- [Problem]: From the data underneath, reproduce exactly the stretch that begins at the line with "pub mod cli;" and ends after the line with "filename src/adapters/mod.rs".

(Data for analysis Opens)

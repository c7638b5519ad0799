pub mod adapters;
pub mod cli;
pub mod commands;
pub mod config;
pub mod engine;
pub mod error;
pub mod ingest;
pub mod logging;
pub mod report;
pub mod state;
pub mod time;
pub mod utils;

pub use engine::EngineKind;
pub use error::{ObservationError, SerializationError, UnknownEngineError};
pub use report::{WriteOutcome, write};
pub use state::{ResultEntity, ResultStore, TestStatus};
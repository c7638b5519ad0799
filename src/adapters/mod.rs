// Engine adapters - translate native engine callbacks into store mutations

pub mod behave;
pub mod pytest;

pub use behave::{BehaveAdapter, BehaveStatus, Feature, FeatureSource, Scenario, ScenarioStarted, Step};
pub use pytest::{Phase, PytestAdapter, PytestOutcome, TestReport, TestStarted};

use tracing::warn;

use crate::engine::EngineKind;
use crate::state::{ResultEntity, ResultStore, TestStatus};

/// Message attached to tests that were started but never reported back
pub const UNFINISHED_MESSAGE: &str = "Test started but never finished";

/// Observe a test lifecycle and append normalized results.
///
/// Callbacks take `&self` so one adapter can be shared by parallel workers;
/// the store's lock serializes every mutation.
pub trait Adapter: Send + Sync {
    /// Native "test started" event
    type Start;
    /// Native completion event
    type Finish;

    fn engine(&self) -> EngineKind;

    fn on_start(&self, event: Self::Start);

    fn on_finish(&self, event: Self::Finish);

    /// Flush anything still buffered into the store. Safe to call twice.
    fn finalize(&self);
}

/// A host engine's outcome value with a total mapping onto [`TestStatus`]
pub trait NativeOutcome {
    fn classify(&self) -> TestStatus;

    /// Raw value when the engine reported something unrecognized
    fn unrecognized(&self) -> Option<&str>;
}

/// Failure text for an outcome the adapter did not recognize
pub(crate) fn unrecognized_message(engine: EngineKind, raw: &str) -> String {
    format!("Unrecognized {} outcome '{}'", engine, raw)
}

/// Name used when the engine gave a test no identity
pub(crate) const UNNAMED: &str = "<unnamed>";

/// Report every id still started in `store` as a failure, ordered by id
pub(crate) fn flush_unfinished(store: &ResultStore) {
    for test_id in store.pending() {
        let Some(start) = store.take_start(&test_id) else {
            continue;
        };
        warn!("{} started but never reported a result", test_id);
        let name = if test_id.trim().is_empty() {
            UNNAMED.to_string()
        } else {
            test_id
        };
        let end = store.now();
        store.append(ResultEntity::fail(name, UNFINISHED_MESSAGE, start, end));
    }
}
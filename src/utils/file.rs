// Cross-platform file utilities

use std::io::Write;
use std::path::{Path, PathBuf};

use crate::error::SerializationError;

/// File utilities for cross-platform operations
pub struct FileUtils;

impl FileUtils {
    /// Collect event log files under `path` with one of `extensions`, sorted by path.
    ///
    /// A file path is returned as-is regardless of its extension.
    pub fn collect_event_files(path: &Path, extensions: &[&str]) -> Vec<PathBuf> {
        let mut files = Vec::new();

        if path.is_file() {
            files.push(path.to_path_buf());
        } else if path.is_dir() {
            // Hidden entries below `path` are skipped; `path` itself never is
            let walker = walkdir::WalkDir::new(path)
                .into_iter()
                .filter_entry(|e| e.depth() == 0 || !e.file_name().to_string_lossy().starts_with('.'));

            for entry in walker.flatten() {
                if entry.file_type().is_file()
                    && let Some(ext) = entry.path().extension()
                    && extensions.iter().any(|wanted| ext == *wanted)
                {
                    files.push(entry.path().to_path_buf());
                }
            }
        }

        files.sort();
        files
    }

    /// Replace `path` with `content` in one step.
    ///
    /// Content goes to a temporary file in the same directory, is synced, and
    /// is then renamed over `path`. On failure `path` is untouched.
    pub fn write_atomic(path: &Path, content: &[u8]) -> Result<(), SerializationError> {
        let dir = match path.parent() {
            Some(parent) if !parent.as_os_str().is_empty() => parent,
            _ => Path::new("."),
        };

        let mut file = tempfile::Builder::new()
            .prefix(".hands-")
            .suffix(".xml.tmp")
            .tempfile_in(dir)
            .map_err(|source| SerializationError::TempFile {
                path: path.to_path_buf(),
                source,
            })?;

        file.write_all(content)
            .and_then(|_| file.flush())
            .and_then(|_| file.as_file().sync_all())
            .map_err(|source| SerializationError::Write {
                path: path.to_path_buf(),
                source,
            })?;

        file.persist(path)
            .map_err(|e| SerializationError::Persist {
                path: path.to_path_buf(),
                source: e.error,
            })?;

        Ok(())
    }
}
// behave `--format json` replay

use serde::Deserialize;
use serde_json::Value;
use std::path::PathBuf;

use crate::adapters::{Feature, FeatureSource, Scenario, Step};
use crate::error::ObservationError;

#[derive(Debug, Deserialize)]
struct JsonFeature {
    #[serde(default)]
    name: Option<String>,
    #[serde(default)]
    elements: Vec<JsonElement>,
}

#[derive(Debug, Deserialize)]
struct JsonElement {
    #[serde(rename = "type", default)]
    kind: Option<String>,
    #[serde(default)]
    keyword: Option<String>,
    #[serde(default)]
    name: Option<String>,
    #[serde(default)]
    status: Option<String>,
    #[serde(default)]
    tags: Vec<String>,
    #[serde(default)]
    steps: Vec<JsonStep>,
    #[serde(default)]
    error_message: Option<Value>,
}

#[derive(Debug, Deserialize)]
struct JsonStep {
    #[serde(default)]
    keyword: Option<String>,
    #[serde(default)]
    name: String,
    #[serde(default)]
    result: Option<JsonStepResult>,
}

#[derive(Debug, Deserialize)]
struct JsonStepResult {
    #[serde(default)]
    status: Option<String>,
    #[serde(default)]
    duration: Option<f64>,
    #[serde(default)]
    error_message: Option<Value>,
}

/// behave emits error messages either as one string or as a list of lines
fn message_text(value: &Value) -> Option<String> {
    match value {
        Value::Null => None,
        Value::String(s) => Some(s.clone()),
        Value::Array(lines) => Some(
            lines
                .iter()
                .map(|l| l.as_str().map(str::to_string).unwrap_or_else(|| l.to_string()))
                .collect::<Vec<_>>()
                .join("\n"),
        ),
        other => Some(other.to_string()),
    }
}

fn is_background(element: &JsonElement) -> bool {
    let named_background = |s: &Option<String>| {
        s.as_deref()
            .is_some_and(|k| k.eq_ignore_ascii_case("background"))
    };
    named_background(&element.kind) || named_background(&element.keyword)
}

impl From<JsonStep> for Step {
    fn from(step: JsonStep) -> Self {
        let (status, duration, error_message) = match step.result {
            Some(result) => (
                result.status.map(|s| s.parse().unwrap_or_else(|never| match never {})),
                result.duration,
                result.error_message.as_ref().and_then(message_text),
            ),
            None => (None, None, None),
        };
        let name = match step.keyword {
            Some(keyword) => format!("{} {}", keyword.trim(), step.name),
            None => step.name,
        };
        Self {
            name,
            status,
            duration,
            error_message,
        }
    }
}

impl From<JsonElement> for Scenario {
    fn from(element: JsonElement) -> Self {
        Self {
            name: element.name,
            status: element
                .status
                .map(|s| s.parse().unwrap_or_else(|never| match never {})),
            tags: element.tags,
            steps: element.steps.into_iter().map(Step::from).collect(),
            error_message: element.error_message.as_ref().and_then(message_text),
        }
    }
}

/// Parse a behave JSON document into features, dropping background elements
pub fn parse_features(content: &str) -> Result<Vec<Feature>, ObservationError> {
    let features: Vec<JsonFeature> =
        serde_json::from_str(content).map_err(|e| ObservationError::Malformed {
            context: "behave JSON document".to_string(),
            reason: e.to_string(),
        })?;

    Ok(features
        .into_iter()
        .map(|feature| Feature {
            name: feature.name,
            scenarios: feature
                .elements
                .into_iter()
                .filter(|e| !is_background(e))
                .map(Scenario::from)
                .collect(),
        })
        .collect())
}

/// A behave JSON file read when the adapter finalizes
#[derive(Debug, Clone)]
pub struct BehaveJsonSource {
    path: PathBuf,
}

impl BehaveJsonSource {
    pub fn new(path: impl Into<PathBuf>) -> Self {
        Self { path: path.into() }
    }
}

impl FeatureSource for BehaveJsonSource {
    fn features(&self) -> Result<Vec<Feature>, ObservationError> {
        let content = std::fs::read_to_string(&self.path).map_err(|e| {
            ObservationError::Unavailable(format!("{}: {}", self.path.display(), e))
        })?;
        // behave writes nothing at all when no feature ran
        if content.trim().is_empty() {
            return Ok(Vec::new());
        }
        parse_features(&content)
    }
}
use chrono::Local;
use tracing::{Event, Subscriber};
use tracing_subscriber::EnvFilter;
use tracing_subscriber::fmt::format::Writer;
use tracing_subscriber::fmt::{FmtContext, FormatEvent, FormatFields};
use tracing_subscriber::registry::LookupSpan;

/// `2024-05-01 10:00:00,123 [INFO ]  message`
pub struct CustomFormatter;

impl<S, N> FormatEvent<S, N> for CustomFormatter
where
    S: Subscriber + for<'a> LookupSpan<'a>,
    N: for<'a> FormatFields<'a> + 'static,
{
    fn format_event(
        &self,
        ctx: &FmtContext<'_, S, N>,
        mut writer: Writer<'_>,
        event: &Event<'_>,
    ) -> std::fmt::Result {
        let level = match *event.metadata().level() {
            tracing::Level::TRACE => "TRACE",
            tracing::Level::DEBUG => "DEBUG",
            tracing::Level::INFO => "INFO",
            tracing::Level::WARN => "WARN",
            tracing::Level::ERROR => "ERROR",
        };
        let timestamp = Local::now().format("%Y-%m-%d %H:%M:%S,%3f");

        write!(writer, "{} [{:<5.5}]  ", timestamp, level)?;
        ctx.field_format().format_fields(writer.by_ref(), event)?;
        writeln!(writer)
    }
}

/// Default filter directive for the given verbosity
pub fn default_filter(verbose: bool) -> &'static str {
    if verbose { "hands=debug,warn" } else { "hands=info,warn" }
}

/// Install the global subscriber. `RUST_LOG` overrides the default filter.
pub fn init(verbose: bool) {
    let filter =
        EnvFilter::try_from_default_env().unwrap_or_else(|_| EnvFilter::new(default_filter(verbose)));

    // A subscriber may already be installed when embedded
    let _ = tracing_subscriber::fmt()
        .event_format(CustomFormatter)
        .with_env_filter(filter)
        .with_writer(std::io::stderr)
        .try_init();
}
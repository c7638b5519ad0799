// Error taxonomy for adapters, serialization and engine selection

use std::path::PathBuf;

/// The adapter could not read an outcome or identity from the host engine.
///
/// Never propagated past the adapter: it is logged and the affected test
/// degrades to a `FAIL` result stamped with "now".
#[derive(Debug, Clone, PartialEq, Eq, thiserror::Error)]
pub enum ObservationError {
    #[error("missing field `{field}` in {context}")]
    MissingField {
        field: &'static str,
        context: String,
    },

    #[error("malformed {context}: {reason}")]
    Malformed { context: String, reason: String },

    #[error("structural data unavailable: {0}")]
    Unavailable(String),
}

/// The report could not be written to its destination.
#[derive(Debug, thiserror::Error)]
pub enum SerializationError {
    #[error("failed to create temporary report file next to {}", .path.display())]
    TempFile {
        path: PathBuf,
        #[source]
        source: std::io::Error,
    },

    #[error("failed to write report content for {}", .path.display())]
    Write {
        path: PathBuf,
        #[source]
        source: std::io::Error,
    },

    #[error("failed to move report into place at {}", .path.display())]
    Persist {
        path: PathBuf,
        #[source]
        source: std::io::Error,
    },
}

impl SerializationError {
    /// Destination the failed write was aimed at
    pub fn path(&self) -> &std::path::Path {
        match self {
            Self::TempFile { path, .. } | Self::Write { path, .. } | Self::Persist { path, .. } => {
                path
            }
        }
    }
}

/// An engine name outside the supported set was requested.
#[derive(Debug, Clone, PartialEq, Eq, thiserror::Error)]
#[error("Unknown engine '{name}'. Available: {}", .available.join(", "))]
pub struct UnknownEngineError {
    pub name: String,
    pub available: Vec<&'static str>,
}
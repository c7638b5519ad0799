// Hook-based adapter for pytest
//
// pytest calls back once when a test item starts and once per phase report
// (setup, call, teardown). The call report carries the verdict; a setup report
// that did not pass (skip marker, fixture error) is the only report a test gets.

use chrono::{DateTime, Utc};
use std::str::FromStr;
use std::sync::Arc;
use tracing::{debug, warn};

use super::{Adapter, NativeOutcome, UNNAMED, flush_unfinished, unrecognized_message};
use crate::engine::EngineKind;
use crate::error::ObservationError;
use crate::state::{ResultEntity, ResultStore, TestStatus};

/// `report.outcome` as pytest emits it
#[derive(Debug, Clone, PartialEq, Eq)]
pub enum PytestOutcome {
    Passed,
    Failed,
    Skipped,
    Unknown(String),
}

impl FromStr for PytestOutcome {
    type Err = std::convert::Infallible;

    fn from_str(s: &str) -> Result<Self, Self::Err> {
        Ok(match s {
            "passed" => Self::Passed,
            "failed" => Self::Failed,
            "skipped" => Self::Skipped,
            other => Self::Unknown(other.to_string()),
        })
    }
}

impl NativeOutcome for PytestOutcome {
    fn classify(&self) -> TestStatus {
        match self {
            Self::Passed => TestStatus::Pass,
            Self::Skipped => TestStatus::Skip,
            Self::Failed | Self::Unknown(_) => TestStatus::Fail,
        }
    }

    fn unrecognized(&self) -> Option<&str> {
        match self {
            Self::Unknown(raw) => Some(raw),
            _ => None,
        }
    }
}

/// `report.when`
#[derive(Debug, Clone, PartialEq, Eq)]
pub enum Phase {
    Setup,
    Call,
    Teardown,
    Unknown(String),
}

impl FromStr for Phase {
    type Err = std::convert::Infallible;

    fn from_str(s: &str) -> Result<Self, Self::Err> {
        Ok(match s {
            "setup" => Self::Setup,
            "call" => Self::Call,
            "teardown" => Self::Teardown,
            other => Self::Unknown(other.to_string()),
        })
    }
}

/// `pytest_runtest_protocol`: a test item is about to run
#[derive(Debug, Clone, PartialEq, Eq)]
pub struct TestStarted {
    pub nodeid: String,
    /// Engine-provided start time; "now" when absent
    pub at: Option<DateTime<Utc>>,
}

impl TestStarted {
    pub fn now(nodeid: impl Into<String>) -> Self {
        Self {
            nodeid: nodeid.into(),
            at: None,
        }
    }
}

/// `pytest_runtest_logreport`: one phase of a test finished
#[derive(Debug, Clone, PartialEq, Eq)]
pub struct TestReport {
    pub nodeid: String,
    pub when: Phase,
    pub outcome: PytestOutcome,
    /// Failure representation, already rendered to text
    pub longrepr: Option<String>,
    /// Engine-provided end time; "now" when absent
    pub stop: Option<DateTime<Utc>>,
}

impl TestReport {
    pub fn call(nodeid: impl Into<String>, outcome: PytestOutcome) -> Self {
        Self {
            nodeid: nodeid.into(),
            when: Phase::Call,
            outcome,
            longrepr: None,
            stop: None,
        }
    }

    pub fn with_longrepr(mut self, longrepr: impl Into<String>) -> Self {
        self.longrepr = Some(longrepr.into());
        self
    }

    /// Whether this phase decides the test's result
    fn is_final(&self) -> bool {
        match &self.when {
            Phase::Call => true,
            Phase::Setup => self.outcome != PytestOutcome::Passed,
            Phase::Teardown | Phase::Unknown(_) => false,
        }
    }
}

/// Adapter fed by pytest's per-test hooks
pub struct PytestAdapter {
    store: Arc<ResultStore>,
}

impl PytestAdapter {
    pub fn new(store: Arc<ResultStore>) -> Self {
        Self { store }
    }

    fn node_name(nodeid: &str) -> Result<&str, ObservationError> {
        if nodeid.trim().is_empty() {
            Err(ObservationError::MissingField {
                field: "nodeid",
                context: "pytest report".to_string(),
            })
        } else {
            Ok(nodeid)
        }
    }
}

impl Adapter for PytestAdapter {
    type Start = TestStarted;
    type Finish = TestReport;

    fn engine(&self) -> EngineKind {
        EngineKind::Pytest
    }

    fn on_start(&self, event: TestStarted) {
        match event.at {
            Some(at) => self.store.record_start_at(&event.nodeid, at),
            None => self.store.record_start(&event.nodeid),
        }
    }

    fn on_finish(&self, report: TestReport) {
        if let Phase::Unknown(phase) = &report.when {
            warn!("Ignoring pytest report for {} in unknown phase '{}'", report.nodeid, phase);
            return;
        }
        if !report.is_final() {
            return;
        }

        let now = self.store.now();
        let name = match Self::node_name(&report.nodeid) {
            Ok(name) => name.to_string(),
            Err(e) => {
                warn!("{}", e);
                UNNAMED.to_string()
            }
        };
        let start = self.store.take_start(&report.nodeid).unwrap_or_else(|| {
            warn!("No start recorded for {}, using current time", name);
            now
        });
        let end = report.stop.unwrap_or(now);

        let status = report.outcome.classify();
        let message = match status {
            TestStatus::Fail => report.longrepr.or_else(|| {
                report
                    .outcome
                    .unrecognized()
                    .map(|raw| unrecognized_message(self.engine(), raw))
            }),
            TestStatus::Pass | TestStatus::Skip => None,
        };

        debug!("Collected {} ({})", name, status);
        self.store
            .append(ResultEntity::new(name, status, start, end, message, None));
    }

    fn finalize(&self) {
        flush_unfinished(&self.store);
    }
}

(Data for analysis Closes)

- [Result of the task]:
pub mod cli;
pub mod commands;
pub mod config;
pub mod engine;
pub mod error;
pub mod ingest;
pub mod logging;
pub mod report;
pub mod state;
pub mod time;
pub mod utils;

pub use engine::EngineKind;
pub use error::{ObservationError, SerializationError, UnknownEngineError};
pub use report::{WriteOutcome, write};
pub use state::{ResultEntity, ResultStore, TestStatus};
repository c7638b5519ad0799
filename src/adapters/mod.rs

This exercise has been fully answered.